--- WHAT IS BEING ASKED ---
For the records below, report how many lines include "command", with no accompanying text.

--- RAW DATA ---
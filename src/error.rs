use serde::Serialize;
use std::io;
use thiserror::Error;

#[derive(Debug, Error)]
pub enum HearthError {
    #[error("config error: {0}")]
    Config(String),
    #[error("io error: {0}")]
    Io(#[from] io::Error),
    #[error("yaml error: {0}")]
    Yaml(#[from] serde_yaml::Error),
    #[error("json error: {0}")]
    Json(#[from] serde_json::Error),
    #[error("process error: {0}")]
    Process(String),
    #[error("process error: {message}")]
    ProcessDetailed {
        message: String,
        details: ProcessErrorDetails,
    },
    /// A precondition the bootstrap cannot work around. Nothing further is attempted.
    #[error("fatal: {message}\nRemediation: {remediation}")]
    Fatal {
        message: String,
        remediation: String,
    },
}

impl HearthError {
    pub fn fatal(message: impl Into<String>, remediation: impl Into<String>) -> Self {
        HearthError::Fatal {
            message: message.into(),
            remediation: remediation.into(),
        }
    }

    pub fn details(&self) -> Option<ProcessErrorDetails> {
        match self {
            HearthError::ProcessDetailed { details, .. } => Some(details.clone()),
            HearthError::Fatal { remediation, .. } => Some(ProcessErrorDetails {
                error_code: "fatal_precondition".to_string(),
                hint: Some(remediation.clone()),
                command: None,
                raw_stderr: None,
            }),
            _ => None,
        }
    }
}

#[derive(Debug, Clone, Serialize, PartialEq, Eq)]
pub struct ProcessErrorDetails {
    pub error_code: String,
    #[serde(skip_serializing_if = "Option::is_none")]
    pub hint: Option<String>,
    #[serde(skip_serializing_if = "Option::is_none")]
    pub command: Option<String>,
    #[serde(skip_serializing_if = "Option::is_none")]
    pub raw_stderr: Option<String>,
}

--- ANSWER SPACE ---
2